Jej dziennikarze relacjonują także, jak Majka rywalizował z Joaquimem Rodriguezem o prowadzenie w górskiej klasyfikacji. Główni kandydaci do wywalczenia koszulki w grochy byli częścią pościgu za Wasylem Kirijenką, który uciekł we wcześniejszej fazie. Majka i Rodriguez wspinali się na każdy szczyt, jak gdyby od tego zależało ich życie. Na Pla d'Adet Polak pozbył się Hiszpana, a następnie wyprzedził Viscontiego, zgarnął całą pulę punktów i uzyskał przewagę, która może okazać się decydująca - podkreślają komentatorzy dziennika.

"The Guardian" zwraca też uwagę na dobrą formę całego zespołu Polaka. Dziesięć dni temu do ekipy Tinkoff-Saxo wkradła się depresja, ponieważ jej lider Alberto Contador miał wypadek i wycofał się z wyścigu. Jednak później jego asystenci - Michael Rogers, Nicolas Roche i Rafał Majka - wygrali trzy z czterech górskich etapów. To niesamowity powrót. Intrygujące są spekulacje, jak potoczyłaby się walka o triumf w Tour de France między prawie pewnym dziś zwycięstwa Nibalim a Contadorem - zauważa gazeta.

Wyczyn polskiego kolarza docenia także cyclingnews.com. Po całodziennej bitwie o punkty do klasyfikacji górskiej Majka wjechał solo na szczyt i zagarnął dla siebie koszulkę w grochy. To drugi z rzędu etapowy triumf rosyjskiej ekipy, która otwarcie przyznawała, że nie ma planu B po odpadnięciu Contadora - podkreśla serwis.

Hiszpańska agencja EFE nazywa zaś Majkę "królem gór". Szósty w minionym Giro d'Italia Polak powiększył swoją przewagę w klasyfikacji. Na końcowym podjeździe skutecznie odparł atak Viscontiego. Był najsilniejszy na ostatnim podjeździe i uniósł ręce w geście triumfu w tym samym miejscu, co jego rodak Jaskuła w 1993 roku.
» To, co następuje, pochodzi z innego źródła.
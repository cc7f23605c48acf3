use anyhow::{anyhow, Result};
use chrono::{Datelike, Days, NaiveDate};
use hijri_date::HijriDate;

/// Islamic month names in English (index 0 = Muharram = month 1)
const HIJRI_MONTH_NAMES: &[&str] = &[
    "Muharram",
    "Safar",
    "Rabi' al-Awwal",
    "Rabi' al-Thani",
    "Jumada al-Awwal",
    "Jumada al-Thani",
    "Rajab",
    "Sha'ban",
    "Ramadan",
    "Shawwal",
    "Dhu al-Qi'dah",
    "Dhu al-Hijjah",
];

fn hijri_month_name(month: usize) -> &'static str {
    if (1..=12).contains(&month) {
        HIJRI_MONTH_NAMES[month - 1]
    } else {
        "Unknown"
    }
}

/// Hijri rendering of a Gregorian date, e.g. "12 Ramadan 1445".
/// `offset_days` shifts the date for local moon sighting.
pub fn hijri_string(date: NaiveDate, offset_days: i32) -> Result<String> {
    let shifted = if offset_days >= 0 {
        date.checked_add_days(Days::new(offset_days as u64))
    } else {
        date.checked_sub_days(Days::new(offset_days.unsigned_abs() as u64))
    }
    .ok_or_else(|| anyhow!("Hijri offset {} out of range", offset_days))?;

    let hd = HijriDate::from_gr(
        shifted.year() as usize,
        shifted.month() as usize,
        shifted.day() as usize,
    )
    .map_err(|e| anyhow!("Hijri conversion error: {}", e))?;

    Ok(format!("{} {} {}", hd.day(), hijri_month_name(hd.month()), hd.year()))
}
Gdy miał pewność, że na mecie będzie pierwszy, na ostatnich metrach puścił oko do kamery i minął linię w stanie euforii - relacjonują dziennikarze agencji.

Sam kolarz nie krył wielkiej radości z triumfu, ale też podkreślał zasługi swoich kolegów z ekipy. Jestem bardzo zadowolony z tego wyniku i innych, które osiągaliśmy w ostatnich dniach. Moi koledzy z zespołu naprawdę ciężko pracowali dziś na mnie, szczególnie Nico (Nicolas Roche - przyp. red.), który mocno cisnął, żeby wprowadzić mnie na ostatni podjazd - zaznaczył Majka, cytowany przez cyclingnews.com.

Obecnie Polak zajmuje 52. miejsce w klasyfikacji generalnej Tour de France, ze stratą 2:06.38 do Nibalego. Najlepszy z biało-czerwonych jest Michał Kwiatkowski (Omega-Pharma) - dwudziesty, 36.41 za liderem.